• **WORK TO BE COMPLETED**
Take the data below and extract the lines from the one with "let world_position = world.xyz / world.w;" to the one with "surface.roughness = normal_roughness.w;", inclusive, exactly as written.

• **ENTRIES SUPPLIED**

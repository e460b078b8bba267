//! Deferred light pass
//!
//! Reads the G-buffer and accumulates directional, point and spot lighting
//! with a Cook-Torrance BRDF, cascaded shadows for the first directional light
//! and split-sum image based lighting when both IBL maps are present.

use crate::backend::*;
use crate::pipeline::bindings::{self, light_channel};
use crate::pipeline::gbuffer::GBuffer;
use crate::pipeline::render_data::RenderData;
use crate::pipeline::shadow::ShadowMap;
use glam::{Mat4, Vec3};

/// WGSL source of the light pass program
pub const LIGHT_PASS_SHADER: &str = r#"
const PI: f32 = 3.14159265359;
const SHADOW_BIAS: f32 = 0.002;

struct LightBlock {
    inverse_view_projection: mat4x4<f32>,
    view: mat4x4<f32>,
    camera_position: vec3<f32>,
    directional_count: u32,
    point_count: u32,
    spot_count: u32,
    has_shadow: u32,
    z_near: f32,
    z_far: f32,
    cascade_count: u32,
    ibl_enabled: u32,
    prefiltered_mip_levels: f32,
}

struct DirectionalLight {
    color: vec3<f32>,
    intensity: f32,
    direction: vec3<f32>,
}

struct PointLight {
    color: vec3<f32>,
    intensity: f32,
    position: vec3<f32>,
    radius: f32,
}

struct SpotLight {
    color: vec3<f32>,
    intensity: f32,
    position: vec3<f32>,
    radius: f32,
    direction: vec3<f32>,
    cut_off: f32,
    outer_cut_off: f32,
}

struct Cascade {
    light_view_proj: mat4x4<f32>,
    split_value: f32,
}

@group(0) @binding(0) var<uniform> block: LightBlock;
@group(0) @binding(1) var<storage, read> directional_lights: array<DirectionalLight>;
@group(0) @binding(2) var<storage, read> point_lights: array<PointLight>;
@group(0) @binding(3) var<storage, read> spot_lights: array<SpotLight>;
@group(0) @binding(4) var<storage, read> cascades: array<Cascade>;

@group(0) @binding(16) var gbuffer_color: texture_2d<f32>;
@group(0) @binding(17) var gbuffer_normal: texture_2d<f32>;
@group(0) @binding(18) var gbuffer_emissive: texture_2d<f32>;
@group(0) @binding(19) var gbuffer_occlusion: texture_2d<f32>;
@group(0) @binding(20) var gbuffer_depth: texture_depth_2d;
@group(0) @binding(21) var brdf_lut: texture_2d<f32>;
@group(0) @binding(22) var irradiance_map: texture_cube<f32>;
@group(0) @binding(23) var prefiltered_map: texture_cube<f32>;
@group(0) @binding(24) var shadow_cascade_0: texture_depth_2d;
@group(0) @binding(25) var shadow_cascade_1: texture_depth_2d;
@group(0) @binding(26) var shadow_cascade_2: texture_depth_2d;
@group(0) @binding(27) var shadow_cascade_3: texture_depth_2d;
@group(0) @binding(32) var linear_sampler: sampler;
@group(0) @binding(33) var shadow_sampler: sampler_comparison;

struct VertexOutput {
    @builtin(position) position: vec4<f32>,
    @location(0) uv: vec2<f32>,
}

@vertex
fn vs_main(@builtin(vertex_index) index: u32) -> VertexOutput {
    let corner = vec2<f32>(f32((index << 1u) & 2u), f32(index & 2u));
    var out: VertexOutput;
    out.position = vec4<f32>(corner * 2.0 - 1.0, 1.0, 1.0);
    out.uv = vec2<f32>(corner.x, 1.0 - corner.y);
    return out;
}

fn distribution_ggx(n_dot_h: f32, roughness: f32) -> f32 {
    let a = roughness * roughness;
    let a2 = a * a;
    let denom = n_dot_h * n_dot_h * (a2 - 1.0) + 1.0;
    return a2 / max(PI * denom * denom, 1e-6);
}

fn geometry_smith(n_dot_v: f32, n_dot_l: f32, roughness: f32) -> f32 {
    let r = roughness + 1.0;
    let k = r * r / 8.0;
    let gv = n_dot_v / (n_dot_v * (1.0 - k) + k);
    let gl = n_dot_l / (n_dot_l * (1.0 - k) + k);
    return gv * gl;
}

fn fresnel_schlick(cos_theta: f32, f0: vec3<f32>) -> vec3<f32> {
    return f0 + (1.0 - f0) * pow(clamp(1.0 - cos_theta, 0.0, 1.0), 5.0);
}

fn fresnel_schlick_roughness(cos_theta: f32, f0: vec3<f32>, roughness: f32) -> vec3<f32> {
    return f0 + (max(vec3<f32>(1.0 - roughness), f0) - f0) * pow(clamp(1.0 - cos_theta, 0.0, 1.0), 5.0);
}

struct Surface {
    albedo: vec3<f32>,
    normal: vec3<f32>,
    view_dir: vec3<f32>,
    roughness: f32,
    metallic: f32,
    f0: vec3<f32>,
}

fn radiance(surface: Surface, light_dir: vec3<f32>, light_color: vec3<f32>) -> vec3<f32> {
    let half_dir = normalize(surface.view_dir + light_dir);
    let n_dot_l = max(dot(surface.normal, light_dir), 0.0);
    let n_dot_v = max(dot(surface.normal, surface.view_dir), 1e-4);
    let n_dot_h = max(dot(surface.normal, half_dir), 0.0);

    let d = distribution_ggx(n_dot_h, surface.roughness);
    let g = geometry_smith(n_dot_v, n_dot_l, surface.roughness);
    let f = fresnel_schlick(max(dot(half_dir, surface.view_dir), 0.0), surface.f0);

    let specular = d * g * f / max(4.0 * n_dot_v * n_dot_l, 1e-4);
    let diffuse = (vec3<f32>(1.0) - f) * (1.0 - surface.metallic) * surface.albedo / PI;
    return (diffuse + specular) * light_color * n_dot_l;
}

fn range_attenuation(dist: f32, radius: f32) -> f32 {
    let ratio = clamp(1.0 - pow(dist / max(radius, 1e-4), 4.0), 0.0, 1.0);
    return ratio * ratio / (dist * dist + 1.0);
}

fn sample_cascade(index: u32, coords: vec2<f32>, depth: f32) -> f32 {
    var lit = 1.0;
    switch index {
        case 0u: {
            lit = textureSampleCompareLevel(shadow_cascade_0, shadow_sampler, coords, depth);
        }
        case 1u: {
            lit = textureSampleCompareLevel(shadow_cascade_1, shadow_sampler, coords, depth);
        }
        case 2u: {
            lit = textureSampleCompareLevel(shadow_cascade_2, shadow_sampler, coords, depth);
        }
        default: {
            lit = textureSampleCompareLevel(shadow_cascade_3, shadow_sampler, coords, depth);
        }
    }
    return lit;
}

fn shadow_factor(world_position: vec3<f32>) -> f32 {
    if block.has_shadow == 0u || block.cascade_count == 0u {
        return 1.0;
    }
    let view_depth = -(block.view * vec4<f32>(world_position, 1.0)).z;
    if view_depth < block.z_near || view_depth > block.z_far {
        return 1.0;
    }

    var index = block.cascade_count - 1u;
    for (var i = 0u; i < block.cascade_count; i++) {
        if view_depth <= cascades[i].split_value {
            index = i;
            break;
        }
    }

    let light_clip = cascades[index].light_view_proj * vec4<f32>(world_position, 1.0);
    let ndc = light_clip.xyz / light_clip.w;
    let coords = vec2<f32>(ndc.x * 0.5 + 0.5, 0.5 - ndc.y * 0.5);
    if any(coords < vec2<f32>(0.0)) || any(coords > vec2<f32>(1.0)) || ndc.z > 1.0 {
        return 1.0;
    }
    return sample_cascade(index, coords, ndc.z - SHADOW_BIAS);
}

@fragment
fn fs_main(input: VertexOutput) -> @location(0) vec4<f32> {
    let pixel = vec2<i32>(input.position.xy);
    let color = textureLoad(gbuffer_color, pixel, 0);
    let normal_roughness = textureLoad(gbuffer_normal, pixel, 0);
    let emissive = textureLoad(gbuffer_emissive, pixel, 0).rgb;
    let occlusion_metallic = textureLoad(gbuffer_occlusion, pixel, 0);
    let depth = textureLoad(gbuffer_depth, pixel, 0);

    let ndc = vec4<f32>(input.uv.x * 2.0 - 1.0, (1.0 - input.uv.y) * 2.0 - 1.0, depth, 1.0);
    let world = block.inverse_view_projection * ndc;
    let world_position = world.xyz / world.w;

    var surface: Surface;
    surface.albedo = color.rgb;
    surface.normal = normalize(normal_roughness.xyz);
    surface.view_dir = normalize(block.camera_position - world_position);
    surface.roughness = normal_roughness.w;
    surface.metallic = occlusion_metallic.g;
    surface.f0 = mix(vec3<f32>(0.04), surface.albedo, vec3<f32>(surface.metallic));
    let occlusion = occlusion_metallic.r;

    var lighting = vec3<f32>(0.0);

    for (var i = 0u; i < block.directional_count; i++) {
        let light = directional_lights[i];
        var visibility = 1.0;
        if i == 0u {
            visibility = shadow_factor(world_position);
        }
        lighting += radiance(surface, normalize(-light.direction), light.color * light.intensity) * visibility;
    }

    for (var i = 0u; i < block.point_count; i++) {
        let light = point_lights[i];
        let to_light = light.position - world_position;
        let dist = length(to_light);
        let attenuation = range_attenuation(dist, light.radius);
        lighting += radiance(surface, to_light / max(dist, 1e-4), light.color * light.intensity * attenuation);
    }

    for (var i = 0u; i < block.spot_count; i++) {
        let light = spot_lights[i];
        let to_light = light.position - world_position;
        let dist = length(to_light);
        let light_dir = to_light / max(dist, 1e-4);
        let theta = dot(light_dir, normalize(-light.direction));
        let epsilon = max(light.cut_off - light.outer_cut_off, 1e-4);
        let cone = clamp((theta - light.outer_cut_off) / epsilon, 0.0, 1.0);
        let attenuation = range_attenuation(dist, light.radius) * cone;
        lighting += radiance(surface, light_dir, light.color * light.intensity * attenuation);
    }

    var ambient = vec3<f32>(0.03) * surface.albedo;
    if block.ibl_enabled != 0u {
        let n_dot_v = max(dot(surface.normal, surface.view_dir), 0.0);
        let f = fresnel_schlick_roughness(n_dot_v, surface.f0, surface.roughness);
        let kd = (vec3<f32>(1.0) - f) * (1.0 - surface.metallic);
        let irradiance = textureSampleLevel(irradiance_map, linear_sampler, surface.normal, 0.0).rgb;
        let reflected = reflect(-surface.view_dir, surface.normal);
        let lod = surface.roughness * max(block.prefiltered_mip_levels - 1.0, 0.0);
        let prefiltered = textureSampleLevel(prefiltered_map, linear_sampler, reflected, lod).rgb;
        let brdf = textureSampleLevel(brdf_lut, linear_sampler, vec2<f32>(n_dot_v, surface.roughness), 0.0).rg;
        ambient = kd * irradiance * surface.albedo + prefiltered * (f * brdf.x + brdf.y);
    }

    return vec4<f32>(lighting + ambient * occlusion + emissive, 1.0);
}
"#;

• **EXPECTED ANSWER**
    let world_position = world.xyz / world.w;

    var surface: Surface;
    surface.albedo = color.rgb;
    surface.normal = normalize(normal_roughness.xyz);
    surface.view_dir = normalize(block.camera_position - world_position);
    surface.roughness = normal_roughness.w;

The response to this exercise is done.